Crimes de Família (2020) é um filme argentino na Netflix que foi sucesso de público no Brasil por retratar personagens e situações típicas também no lado de cá da fronteira. Estão em cena a tradicional família hipócrita, que cultiva na aparência os vínculos afetivos (vide a coleção de porta-retratos exibida na abertura) e dorme sob a proteção de um enorme crucifixo, mas é capaz de ameaçar, mentir, burlar, corromper; as empregadas domésticas que parecem "ser da casa", mas no fundo são alvo de preconceito e exploração; a elite que se sente, por desígnio divino, superior e intocável; a sociedade e a Justiça que olham diferentemente para as mulheres e para os mais pobres.
Se você, como eu, está entre os que consideram Crimes de Família um dos melhores filmes do ano, a dica é que dois longas-metragens anteriores do diretor Sebastian Schindel, 45 anos, entraram em cartaz na Netflix: O Patrão: Radiografia de um Crime (El Patrón, 2014) e O Filho Protegido (El Hijo, 2019).
Os dois são protagonizados pelo mesmo ator, Joaquín Furriel, que ganhou prêmios da crítica argentina e dos festivais de Guadalajara e Huelva por El Patrón. Os dois também se passam em Buenos Aires. E os dois têm estrutura e elementos semelhantes à de Crimes de Família.
Nos três filmes, Schindel intercala presente e passado — ou presente e futuro, como preferir. Em um tempo, acompanhamos os fatos que vão desembocar no outro, em que se desenrola a trama policial/judicial. Pelo menos um personagem de cada título cometeu algum tipo de delito, que o leva para a prisão e requer avaliação psicológica. El Patrón chega a formar um díptico com Crimes de Família, já que ambos mostram abusos cometidos contra trabalhadores. Mas há diferenças fundamentais entre as três obras.
El Patrón é baseado em uma história real, Crimes de Família parece uma história real, e O Filho Protegido é pura ficção — trata-se da adaptação da novela Una Madre Protectora, do escritor Guillermo Martínez.
Se em Crimes de Família o diretor Sebastian Schindel intriga o espectador, revelando aos poucos o que levou a doméstica Gladys a acordar algemada a uma cama de hospital, em El Patrón logo de partida sabemos que o humilde e analfabeto Hermógenes Saldivar assassinou Latuada (Luis Ziembrowski), dono do açougue do qual era, simultaneamente, gerente e escravo.
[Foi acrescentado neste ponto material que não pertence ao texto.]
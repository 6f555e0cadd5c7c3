//! Step entries shared by scenarios and jobs.

use super::context::ExecutionContext;
use crate::steps::{Outputs, Step, StepContext};

/// Copies values from the context into a step's inputs right before it runs.
///
/// Called at most once, with the context as committed by every earlier step.
/// Returning an error fails the step without running it.
pub type WiringFn<S> = Box<dyn FnOnce(&mut S, &ExecutionContext) -> anyhow::Result<()> + Send>;

/// A step with its wiring, erased to a common type.
pub(crate) trait Stage: Send {
    fn name(&self) -> &str;
    fn wire(&mut self, ctx: &ExecutionContext) -> anyhow::Result<()>;
    fn run(&mut self, ctx: &StepContext<'_>) -> anyhow::Result<Outputs>;
}

pub(crate) struct Wired<S> {
    step: S,
    wiring: Option<WiringFn<S>>,
}

impl<S: Step> Wired<S> {
    pub(crate) fn new(step: S, wiring: Option<WiringFn<S>>) -> Self {
        Self { step, wiring }
    }
}

impl<S: Step> Stage for Wired<S> {
    fn name(&self) -> &str {
        self.step.name()
    }

    fn wire(&mut self, ctx: &ExecutionContext) -> anyhow::Result<()> {
        match self.wiring.take() {
            Some(wiring) => wiring(&mut self.step, ctx),
            None => Ok(()),
        }
    }

    fn run(&mut self, ctx: &StepContext<'_>) -> anyhow::Result<Outputs> {
        self.step.run(ctx)
    }
}

/// One position in a scenario or job.
pub(crate) struct Entry {
    pub(crate) stage: Box<dyn Stage>,
    pub(crate) scenario: Option<String>,
}

impl Entry {
    pub(crate) fn new<S: Step + 'static>(step: S, wiring: Option<WiringFn<S>>) -> Self {
        Self {
            stage: Box::new(Wired::new(step, wiring)),
            scenario: None,
        }
    }

    pub(crate) fn name(&self) -> &str {
        self.stage.name()
    }
}
//! Error types for harness operations.
//!
//! This module defines [`HarnessError`], the primary error type used
//! throughout the crate, and a [`Result`] type alias for convenience.
//!
//! # Error Handling Strategy
//!
//! - Use `HarnessError` for failures the engine or CLI handles distinctly
//! - Step bodies return `anyhow::Result`; the executor wraps their failures
//!   in [`HarnessError::StepExecution`] together with the step's position
//! - CLI input errors are printed with usage and turned into a non-zero exit
//!   code rather than aborting the process

use std::path::PathBuf;
use thiserror::Error;

/// Core error type for harness operations.
#[derive(Debug, Error)]
pub enum HarnessError {
    /// A flag or settings value is outside its accepted set.
    #[error("Invalid value {value:?} for {setting}: {message}")]
    Configuration {
        setting: String,
        value: String,
        message: String,
    },

    /// Failed to parse the harness settings file.
    #[error("Failed to parse config at {path}: {message}")]
    ConfigParse { path: PathBuf, message: String },

    /// A resource verb (`create`, `delete`) was invoked without a resource.
    #[error("please provide a valid resource for \"{verb}\"")]
    MissingResourceVerb { verb: String },

    /// A resource verb was invoked with a resource nobody registered.
    #[error("unknown resource type \"{resource}\"")]
    UnknownResourceVerb { resource: String },

    /// A step (or its wiring function) failed while a job was running.
    #[error("Step {index} '{name}' failed: {source:#}")]
    StepExecution {
        index: usize,
        name: String,
        #[source]
        source: anyhow::Error,
    },

    /// A context lookup named a key no earlier step produced.
    #[error("Context key '{key}' has not been produced by any earlier step")]
    MissingKey { key: String },

    /// A step produced a key that is already present in the context.
    #[error("Step '{step}' re-declared context key '{key}'")]
    DuplicateKey { key: String, step: String },

    /// The job was cancelled, or ran past its deadline, before a step started.
    #[error("Job cancelled before step {index} '{name}' started")]
    Cancelled { index: usize, name: String },

    /// An external command exited unsuccessfully.
    #[error("Command failed with exit code {code:?}: {command}")]
    CommandFailed { command: String, code: Option<i32> },

    /// An external command could not be started or waited on.
    #[error("Failed to run {command}: {source}")]
    CommandSpawn {
        command: String,
        #[source]
        source: std::io::Error,
    },

    /// IO error wrapper.
    #[error("IO error: {0}")]
    Io(#[from] std::io::Error),

    /// Generic wrapped error for anyhow interop.
    #[error(transparent)]
    Other(#[from] anyhow::Error),
}

impl HarnessError {
    /// Whether this error came from a resource verb given a missing or
    /// unknown resource.
    ///
    /// These are reported on the spot together with the verb's usage text,
    /// so callers only need to turn them into a failing exit code.
    pub fn is_usage_error(&self) -> bool {
        matches!(
            self,
            Self::MissingResourceVerb { .. } | Self::UnknownResourceVerb { .. }
        )
    }
}

/// Result type alias for harness operations.
pub type Result<T> = std::result::Result<T, HarnessError>;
Enquanto o advogado Di Giovanni (Guillermo Pfening) vai se inteirando do caso que pegou apenas para uma troca de favores com a assessora do juiz, interessado inicialmente apenas em reduzir a pena, vamos conhecendo o cotidiano degradante de Hermógenes — que sequer tinha direito a sua identidade: o patrão resolveu chamá-lo de Santiago, como a cidadezinha de onde veio.
De quebra, aprendemos sobre os legítimos podres do comércio de carnes, com seus truques sujos para repassar mercadoria estragada, por exemplo. Aliás, eis outra diferença significativa com Crimes de Família: Latuada é vil e grosseiro, ainda que tente engambelar Hermógenes, enquanto os personagens vividos por Cecilia Roth e Miguel Angel Solá são dissimulados.
Em O Filho Protegido, como em Crimes de Família, Schindel não entrega de cara o que o pintor Lorenzo Roy fez para parar na cadeia, onde uma amiga advogada, Julieta (Martina Gusman), vai libertá-lo. Mas neste suspense psicológico o cineasta está desinteressado das questões sociais que pautam os outros dois filmes. A trama é sobre o processo de afastamento do filho recém-nascido imposto pela esposa, Sigrid (Heidi Toni), o que vai incluir a chegada de uma misteriosa parteira nórdica. Talvez por estar lidando com elementos mais subjetivos e à beira do fantástico, com uma pegada de versão masculina de O Bebê de Rosemary (1968), Schindel, um documentarista de "nascença" (seus seis primeiros longas foram desse gênero), não acerta a mão, sobretudo na resolução da trama.
Então, meio que refazendo o título desta coluna, se você gostou de Crimes de Família, assista, agora mesmo, a El Patrón. Deixe O Filho Protegido para quando estiver com tempo sobrando e opções faltando.